Action item:
Everything from the line containing "use crate::protocol::constants::MAX_CTO;" through the line containing "self.mta = Mta::new(address, extension);" in the listing below should be copied exactly, and nothing more.

───── Input data ─────

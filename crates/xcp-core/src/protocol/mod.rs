//! Protocol module - XCP packet definitions.

pub mod constants;
pub mod error;
pub mod frame;

pub use constants::*;
pub use error::ErrorCode;
pub use frame::{Frame, Request};
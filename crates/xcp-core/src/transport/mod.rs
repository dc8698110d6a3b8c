//! Transport layer module.

pub mod mock;
#[cfg(all(target_os = "linux", feature = "socketcan"))]
pub mod socketcan;
pub mod traits;

pub use mock::MockTransport;
#[cfg(all(target_os = "linux", feature = "socketcan"))]
pub use self::socketcan::SocketCanTransport;
pub use traits::{CanTransport, TransportError};
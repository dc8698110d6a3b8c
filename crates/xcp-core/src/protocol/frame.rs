//! Request parsing and response framing.
//!
//! Every XCP-on-CAN packet fits in one classic CAN frame, so responses and
//! DAQ packets are built in a fixed 8-byte buffer without allocation.

use std::fmt;

use byteorder::{BigEndian, ByteOrder};

use super::constants::{MAX_CTO, PID_ERR, PID_RES};
use super::error::ErrorCode;

/// Outbound packet (response, error or DAQ packet).
#[derive(Clone, Copy, PartialEq, Eq)]
pub struct Frame {
    buf: [u8; MAX_CTO],
    len: u8,
}

impl Frame {
    /// Frame whose first byte is `pid`.
    pub fn with_pid(pid: u8) -> Self {
        let mut buf = [0u8; MAX_CTO];
        buf[0] = pid;
        Self { buf, len: 1 }
    }

    /// Bare positive response `[PID_RES]`.
    pub fn positive() -> Self {
        Self::with_pid(PID_RES)
    }

    /// Error response `[PID_ERR, code]`.
    pub fn error(code: ErrorCode) -> Self {
        let mut frame = Self::with_pid(PID_ERR);
        frame.push(code.code());
        frame
    }

    /// Append one byte. Bytes past the frame capacity are dropped.
    pub fn push(&mut self, byte: u8) -> &mut Self {
        let len = self.len as usize;
        if len < MAX_CTO {
            self.buf[len] = byte;
            self.len += 1;
        }
        self
    }

    pub fn push_u16(&mut self, value: u16) -> &mut Self {
        let mut tmp = [0u8; 2];
        BigEndian::write_u16(&mut tmp, value);
        self.extend_from_slice(&tmp)
    }

    pub fn push_u32(&mut self, value: u32) -> &mut Self {
        let mut tmp = [0u8; 4];
        BigEndian::write_u32(&mut tmp, value);
        self.extend_from_slice(&tmp)
    }

    /// Append as many bytes of `data` as still fit.
    pub fn extend_from_slice(&mut self, data: &[u8]) -> &mut Self {
        let take = data.len().min(self.remaining());
        let start = self.len as usize;
        self.buf[start..start + take].copy_from_slice(&data[..take]);
        self.len += take as u8;
        self
    }

    /// Free bytes left in the frame.
    pub fn remaining(&self) -> usize {
        MAX_CTO - self.len as usize
    }

    pub fn len(&self) -> usize {
        self.len as usize
    }

    pub fn is_empty(&self) -> bool {
        self.len == 0
    }

    pub fn as_bytes(&self) -> &[u8] {
        &self.buf[..self.len as usize]
    }

    pub fn pid(&self) -> u8 {
        self.buf[0]
    }

    pub fn is_positive(&self) -> bool {
        self.pid() == PID_RES
    }

    /// Error code if this is an error response.
    pub fn error_code(&self) -> Option<ErrorCode> {
        if self.pid() == PID_ERR && self.len >= 2 {
            ErrorCode::from_code(self.buf[1])
        } else {
            None
        }
    }
}

impl fmt::Debug for Frame {
    fn fmt(&self, f: &mut fmt::Formatter<'_>) -> fmt::Result {
        write!(f, "Frame[")?;
        for (i, b) in self.as_bytes().iter().enumerate() {
            if i > 0 {
                write!(f, " ")?;
            }
            write!(f, "{:02X}", b)?;
        }
        write!(f, "]")
    }
}

/// Inbound command packet.
///
/// Field accessors return `CmdSyntax` when the frame is too short, so a
/// handler that reads all of its fields up front rejects malformed frames
/// before touching any state.
#[derive(Debug, Clone, Copy)]
pub struct Request<'a> {
    bytes: &'a [u8],
}

impl<'a> Request<'a> {
    /// Wrap raw bytes. Empty input has no opcode and yields `None`.
    pub fn new(bytes: &'a [u8]) -> Option<Self> {
        if bytes.is_empty() {
            None
        } else {
            Some(Self { bytes })
        }
    }

    pub fn opcode(&self) -> u8 {
        self.bytes[0]
    }

    pub fn len(&self) -> usize {
        self.bytes.len()
    }

    pub fn is_empty(&self) -> bool {
        self.bytes.is_empty()
    }

    pub fn as_bytes(&self) -> &'a [u8] {
        self.bytes
    }

    pub fn byte(&self, offset: usize) -> Result<u8, ErrorCode> {
        self.bytes.get(offset).copied().ok_or(ErrorCode::CmdSyntax)
    }

    pub fn u16_be(&self, offset: usize) -> Result<u16, ErrorCode> {
        self.payload(offset, 2).map(BigEndian::read_u16)
    }

    pub fn u32_be(&self, offset: usize) -> Result<u32, ErrorCode> {
        self.payload(offset, 4).map(BigEndian::read_u32)
    }

    /// `len` bytes starting at `offset`.
    pub fn payload(&self, offset: usize, len: usize) -> Result<&'a [u8], ErrorCode> {
        let end = offset.checked_add(len).ok_or(ErrorCode::CmdSyntax)?;
        self.bytes.get(offset..end).ok_or(ErrorCode::CmdSyntax)
    }
}
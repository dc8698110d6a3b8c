//! Memory Transfer Address engine.
//!
//! The MTA is the implicit cursor used by UPLOAD, DOWNLOAD and PROGRAM.
//! Every successful transfer advances it by the number of bytes moved.

use crate::memory::MemoryAccessor;
use crate::protocol::ErrorCode;
use crate::protocol::constants::MAX_CTO;

/// Largest UPLOAD: everything after the PID byte of the response.
pub const MAX_UPLOAD: usize = MAX_CTO - 1;
/// Largest DOWNLOAD: everything after opcode and count bytes.
pub const MAX_DOWNLOAD: usize = MAX_CTO - 2;
/// DOWNLOAD_MAX carries a full frame minus the opcode.
pub const DOWNLOAD_MAX_SIZE: usize = MAX_CTO - 1;

/// Address plus extension.
#[derive(Debug, Clone, Copy, Default, PartialEq, Eq)]
pub struct Mta {
    pub address: u32,
    pub extension: u8,
}

impl Mta {
    pub fn new(address: u32, extension: u8) -> Self {
        Self { address, extension }
    }
}

/// Holds the MTA and moves bytes through a `MemoryAccessor`.
#[derive(Debug, Default)]
pub struct MemoryTransfer {
    mta: Mta,
}

impl MemoryTransfer {
    pub fn new() -> Self {
        Self::default()
    }

    pub fn mta(&self) -> Mta {
        self.mta
    }

    /// Unconditional; the memory map is trusted.
    pub fn set_mta(&mut self, address: u32, extension: u8) {
        self.mta = Mta::new(address, extension);
    }

    pub fn reset(&mut self) {
        self.mta = Mta::default();
    }

    pub fn advance(&mut self, count: usize) {
        self.mta.address = self.mta.address.wrapping_add(count as u32);
    }

    /// Read `count` bytes at the MTA and advance it.
    ///
    /// The MTA is left untouched if the read fails.
    pub fn upload<M: MemoryAccessor + ?Sized>(
        &mut self,
        memory: &M,
        count: usize,
    ) -> Result<Vec<u8>, ErrorCode> {
        if count > MAX_UPLOAD {
            return Err(ErrorCode::OutOfRange);
        }
        let mut buf = vec![0u8; count];
        if count > 0 {
            memory.read(self.mta.address, self.mta.extension, &mut buf)?;
        }
        self.advance(count);
        Ok(buf)
    }

    /// Read at an explicit address, then leave the MTA just past it.
    pub fn short_upload<M: MemoryAccessor + ?Sized>(
        &mut self,
        memory: &M,
        address: u32,
        extension: u8,
        count: usize,
    ) -> Result<Vec<u8>, ErrorCode> {
        if count > MAX_UPLOAD {
            return Err(ErrorCode::OutOfRange);
        }
        let mut buf = vec![0u8; count];
        if count > 0 {
            memory.read(address, extension, &mut buf)?;
        }
        self.mta = Mta::new(address.wrapping_add(count as u32), extension);
        Ok(buf)
    }

    /// Write `data` at the MTA and advance it.
    pub fn download<M: MemoryAccessor + ?Sized>(
        &mut self,
        memory: &mut M,
        data: &[u8],
    ) -> Result<(), ErrorCode> {
        if data.len() > MAX_DOWNLOAD {
            return Err(ErrorCode::OutOfRange);
        }
        self.write(memory, data)
    }

    /// DOWNLOAD_MAX variant: exactly `DOWNLOAD_MAX_SIZE` bytes.
    pub fn download_max<M: MemoryAccessor + ?Sized>(
        &mut self,
        memory: &mut M,
        data: &[u8],
    ) -> Result<(), ErrorCode> {
        if data.len() != DOWNLOAD_MAX_SIZE {
            return Err(ErrorCode::CmdSyntax);
        }
        self.write(memory, data)
    }

    fn write<M: MemoryAccessor + ?Sized>(
        &mut self,
        memory: &mut M,
        data: &[u8],
    ) -> Result<(), ErrorCode> {
        if !data.is_empty() {
            memory.write(self.mta.address, self.mta.extension, data)?;
        }
        self.advance(data.len());
        Ok(())
    }
}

─────

Exercise result:
use crate::protocol::constants::MAX_CTO;

/// Largest UPLOAD: everything after the PID byte of the response.
pub const MAX_UPLOAD: usize = MAX_CTO - 1;
/// Largest DOWNLOAD: everything after opcode and count bytes.
pub const MAX_DOWNLOAD: usize = MAX_CTO - 2;
/// DOWNLOAD_MAX carries a full frame minus the opcode.
pub const DOWNLOAD_MAX_SIZE: usize = MAX_CTO - 1;

/// Address plus extension.
#[derive(Debug, Clone, Copy, Default, PartialEq, Eq)]
pub struct Mta {
    pub address: u32,
    pub extension: u8,
}

impl Mta {
    pub fn new(address: u32, extension: u8) -> Self {
        Self { address, extension }
    }
}

/// Holds the MTA and moves bytes through a `MemoryAccessor`.
#[derive(Debug, Default)]
pub struct MemoryTransfer {
    mta: Mta,
}

impl MemoryTransfer {
    pub fn new() -> Self {
        Self::default()
    }

    pub fn mta(&self) -> Mta {
        self.mta
    }

    /// Unconditional; the memory map is trusted.
    pub fn set_mta(&mut self, address: u32, extension: u8) {
        self.mta = Mta::new(address, extension);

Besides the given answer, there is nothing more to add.